1. Start with an arbitrary instantiation consistent with the evidence.
2. Sample one variable at a time, conditioned on all the rest, but keep evidence fixed.
3. Keep repeating this for a long time.
❖ Property: in the limit of repeating this infinitely many times the resulting sample is coming from the correct distribution
❖ Rationale: both upstream and downstream variables condition on evidence.
❖ In contrast: likelihood weighting only conditions on upstream evidence, and hence weights obtained in likelihood weighting can sometimes be very small.
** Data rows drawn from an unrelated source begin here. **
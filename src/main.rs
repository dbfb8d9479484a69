//! Engine instrument cluster firmware for Raspberry Pi Pico 2 (RP2350).
//!
//! Drives two HT16K33 seven-segment lines over I2C0: line 0 shows RPM with
//! the alarm indicator, line 1 rotates through the configured pages.
//!
//! # Tasks
//!
//! - `tick_task`: samples the analog bank every `TICK_MS`, advances the
//!   fuel-flow window and hobbs pre-load
//! - `tach_task` / `fuel_flow_task`: timestamp and count rising edges
//! - main: tach activity check, engine-running detection, rendering, and
//!   batched status writes to flash
//!
//! # Wiring
//!
//! | Signal | Pin |
//! |--------|-----|
//! | I2C0 SDA / SCL | GPIO4 / GPIO5 |
//! | tach | GPIO2 |
//! | fuel-flow transducer | GPIO3 |
//! | analog 0-3 | GPIO26-29 |

#![no_std]
#![no_main]
// Crate-level lints (match lib.rs for consistency)
#![allow(clippy::cast_possible_truncation)]
#![allow(clippy::cast_possible_wrap)]
#![allow(clippy::cast_sign_loss)]

// Modules only used in the binary (not testable on host)
mod board;
mod storage;

use defmt::{info, warn};
use embassy_executor::Spawner;
use embassy_rp::gpio::{Input, Pull};
use embassy_rp::i2c::{self, I2c};
use embassy_time::{Duration, Instant, Ticker};
use enguino_cluster::bus::HalTwoWire;
use enguino_cluster::config::sensors::{HEADLINE, PAGES, RUN_CRITERIA, WATCHED};
use enguino_cluster::config::{COMMIT_MS, PAGE_MS, RENDER_MS, TACH_CHECK_MS, TICK_MS};
use enguino_cluster::display::LedDisplay;
use enguino_cluster::engine::is_engine_running;
use enguino_cluster::frame::Line;
use enguino_cluster::pages::{Rotation, render_headline, render_page, watched_alerts};
use enguino_cluster::persist::{PersistentStatus, Settings, StatusStorage, StorageError};
use enguino_cluster::reader::SensorReader;
use enguino_cluster::store::{FuelFlowPort, SampleStore, Startup, TachPort, TickPort};
use static_cell::StaticCell;
use {defmt_rtt as _, panic_probe as _};

use crate::board::BoardAnalog;
use crate::storage::FlashStorage;

// =============================================================================
// Producer tasks
// =============================================================================

/// Periodic tick: analog sampling plus the slower fuel-window and hobbs work.
#[embassy_executor::task]
async fn tick_task(
    mut analog: BoardAnalog<'static>,
    mut port: TickPort<'static>,
) {
    info!("Tick task started ({} ms)", TICK_MS);
    let mut ticker = Ticker::every(Duration::from_millis(TICK_MS));
    loop {
        ticker.next().await;
        port.on_tick(&mut analog);
    }
}

/// Tachometer rising edges, timestamped with the microsecond clock.
#[embassy_executor::task]
async fn tach_task(
    mut input: Input<'static>,
    mut port: TachPort<'static>,
) {
    info!("Tach task started");
    loop {
        input.wait_for_rising_edge().await;
        // the ring only needs intervals; the clock may wrap freely
        port.on_edge(Instant::now().as_micros() as u32);
    }
}

/// Fuel-flow transducer pulses.
#[embassy_executor::task]
async fn fuel_flow_task(
    mut input: Input<'static>,
    mut port: FuelFlowPort<'static>,
) {
    info!("Fuel flow task started");
    loop {
        input.wait_for_rising_edge().await;
        port.on_edge();
    }
}

// =============================================================================
// Main loop
// =============================================================================

#[embassy_executor::main]
async fn main(spawner: Spawner) {
    info!("Engine cluster starting...");
    let p = embassy_rp::init(Default::default());

    let mut storage = FlashStorage::new(p.FLASH);
    let (settings, status) = match storage.load() {
        Ok(loaded) => loaded,
        Err(StorageError::Blank) => {
            info!("No stored status, starting from defaults");
            (Settings::default(), PersistentStatus::default())
        }
        Err(error) => {
            warn!("Stored status unusable ({}), starting from defaults", error);
            (Settings::default(), PersistentStatus::default())
        }
    };
    info!("Settings: {}, status: {}", settings, status);

    static STORE: StaticCell<SampleStore> = StaticCell::new();
    let store: &'static SampleStore = STORE.init(SampleStore::new(settings, status));
    let ports = store.split(Startup::AssumeHalfLost).expect("ports are split once");

    let i2c = I2c::new_blocking(p.I2C0, p.PIN_5, p.PIN_4, i2c::Config::default());
    let mut display = LedDisplay::configure(HalTwoWire::new(i2c));
    info!("Display configured");

    let analog = BoardAnalog::new(p.ADC, p.PIN_26, p.PIN_27, p.PIN_28, p.PIN_29);
    spawner.spawn(tick_task(analog, ports.tick)).unwrap();
    spawner.spawn(tach_task(Input::new(p.PIN_2, Pull::Up), ports.tach)).unwrap();
    spawner.spawn(fuel_flow_task(Input::new(p.PIN_3, Pull::Up), ports.fuel_flow)).unwrap();
    info!("Producer tasks spawned");

    // no thermocouple converter on this board; probes stay faulted
    let main_port = ports.main;
    let reader = SensorReader::new(&main_port);

    let mut rotation = Rotation::new(PAGES.len(), PAGE_MS);
    let mut ticker = Ticker::every(Duration::from_millis(RENDER_MS));
    let mut last_tach_check = Instant::now();
    let mut last_commit = Instant::now();
    let mut running = false;

    loop {
        ticker.next().await;
        let now = Instant::now();

        if now - last_tach_check >= Duration::from_millis(TACH_CHECK_MS) {
            last_tach_check = now;
            main_port.check_tach();

            let now_running = is_engine_running(&reader, RUN_CRITERIA);
            if now_running != running {
                info!("Engine {}", if now_running { "running" } else { "stopped" });
                running = now_running;
            }
            main_port.set_engine_running(running);
        }

        let indicator = watched_alerts(&reader, WATCHED).indicator();
        display.show(Line::Upper, &render_headline(&reader, HEADLINE, indicator)).ok();

        if let Some(page) = PAGES.get(rotation.current(now.as_millis())) {
            display.show(Line::Lower, &render_page(&reader, page)).ok();
        }

        if now - last_commit >= Duration::from_millis(COMMIT_MS) {
            last_commit = now;
            // failures stay dirty and are retried on the next interval
            main_port.commit_if_dirty(&mut storage).ok();
        }
    }
}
Sum of weights over all samples is indicative of how many “effective” samples were obtained, so want high weight.
Example: P( S | +r)
❖ Step 1: Fix evidence ❖ R=+r
❖ Steps 3: Repeat
❖ Choose a non-evidence variable X
❖ Resample X from P( X | all other variables)
S +r S +r S +r S +r S +r S +r WWWWWW
Step 2: Initialize other variables C
❖ Randomly S +r
Example: P( S | +r)
Steps 3: Repeat
❖ Choose a non-evidence variable X
❖ Resample X from P( X | all other variables)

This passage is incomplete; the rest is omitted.